** MATERIALS PROVIDED follows **
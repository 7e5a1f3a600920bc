//! The rules of [Atomic Chess].
//!
//! Captures cause an explosion that destroys every piece other than a pawn on the squares
//! surrounding the destination, along with the capturing and the captured piece. The game is won
//! by destroying the opponent's king.
//!
//! [Atomic Chess]: https://en.wikipedia.org/wiki/Atomic_chess

pub mod explosion;
pub mod legality;

mod game;
mod rules;
mod state;

pub use explosion::Casualties;
pub use game::*;
pub use rules::*;
pub use state::*;
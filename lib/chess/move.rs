use crate::chess::Square;
use derive_more::{DebugCustom, Display, Error};
use std::str::FromStr;

/// A chess move in [pure coordinate notation].
///
/// [pure coordinate notation]: https://www.chessprogramming.org/Algebraic_Chess_Notation#Pure_coordinate_notation
#[derive(DebugCustom, Display, Copy, Clone, Eq, PartialEq, Hash)]
#[cfg_attr(test, derive(test_strategy::Arbitrary))]
#[debug(fmt = "Move({self})")]
#[display(fmt = "{_0}{_1}")]
pub struct Move(pub Square, pub Square);

impl Move {
    /// The source [`Square`].
    #[inline(always)]
    pub fn whence(&self) -> Square {
        self.0
    }

    /// The destination [`Square`].
    #[inline(always)]
    pub fn whither(&self) -> Square {
        self.1
    }

    /// The distance travelled in files.
    #[inline(always)]
    pub fn files(&self) -> i8 {
        self.whither().file() - self.whence().file()
    }

    /// The distance travelled in ranks.
    #[inline(always)]
    pub fn ranks(&self) -> i8 {
        self.whither().rank() - self.whence().rank()
    }
}

/// The reason why the string is not valid move.
#[derive(Debug, Display, Copy, Clone, Eq, PartialEq, Hash, Error)]
#[display(fmt = "failed to parse move, expected a pair of squares such as `e2e4`")]
pub struct ParseMoveError;

impl FromStr for Move {
    type Err = ParseMoveError;

    fn from_str(s: &str) -> Result<Self, Self::Err> {
        let i = s.char_indices().nth(2).map_or_else(|| s.len(), |(i, _)| i);
        let whence = s[..i].parse().map_err(|_| ParseMoveError)?;
        let whither = s[i..].parse().map_err(|_| ParseMoveError)?;
        Ok(Move(whence, whither))
    }
}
** End of MATERIALS PROVIDED **
TASK TO COMPLETE: Word for word, repeat each entry shown above.

RESULT FOR THIS TASK:
repository 7e5a1f3a600920bc
//! The rules of [Atomic Chess].
//!
//! Captures cause an explosion that destroys every piece other than a pawn on the squares
//! surrounding the destination, along with the capturing and the captured piece. The game is won
//! by destroying the opponent's king.
//!
//! [Atomic Chess]: https://en.wikipedia.org/wiki/Atomic_chess

pub mod explosion;
pub mod legality;

mod game;
mod rules;
mod state;

pub use explosion::Casualties;
pub use game::*;
pub use rules::*;
pub use state::*;
filename lib/chess/move.rs
use crate::chess::Square;
use derive_more::{DebugCustom, Display, Error};
use std::str::FromStr;

/// A chess move in [pure coordinate notation].
///
/// [pure coordinate notation]: https://www.chessprogramming.org/Algebraic_Chess_Notation#Pure_coordinate_notation
#[derive(DebugCustom, Display, Copy, Clone, Eq, PartialEq, Hash)]
#[cfg_attr(test, derive(test_strategy::Arbitrary))]
#[debug(fmt = "Move({self})")]
#[display(fmt = "{_0}{_1}")]
pub struct Move(pub Square, pub Square);

impl Move {
    /// The source [`Square`].
    #[inline(always)]
    pub fn whence(&self) -> Square {
        self.0
    }

    /// The destination [`Square`].
    #[inline(always)]
    pub fn whither(&self) -> Square {
        self.1
    }

    /// The distance travelled in files.
    #[inline(always)]
    pub fn files(&self) -> i8 {
        self.whither().file() - self.whence().file()
    }

    /// The distance travelled in ranks.
    #[inline(always)]
    pub fn ranks(&self) -> i8 {
        self.whither().rank() - self.whence().rank()
    }
}

/// The reason why the string is not valid move.
#[derive(Debug, Display, Copy, Clone, Eq, PartialEq, Hash, Error)]
#[display(fmt = "failed to parse move, expected a pair of squares such as `e2e4`")]
pub struct ParseMoveError;

impl FromStr for Move {
    type Err = ParseMoveError;

    fn from_str(s: &str) -> Result<Self, Self::Err> {
        let i = s.char_indices().nth(2).map_or_else(|| s.len(), |(i, _)| i);
        let whence = s[..i].parse().map_err(|_| ParseMoveError)?;
        let whither = s[i..].parse().map_err(|_| ParseMoveError)?;
        Ok(Move(whence, whither))
    }
}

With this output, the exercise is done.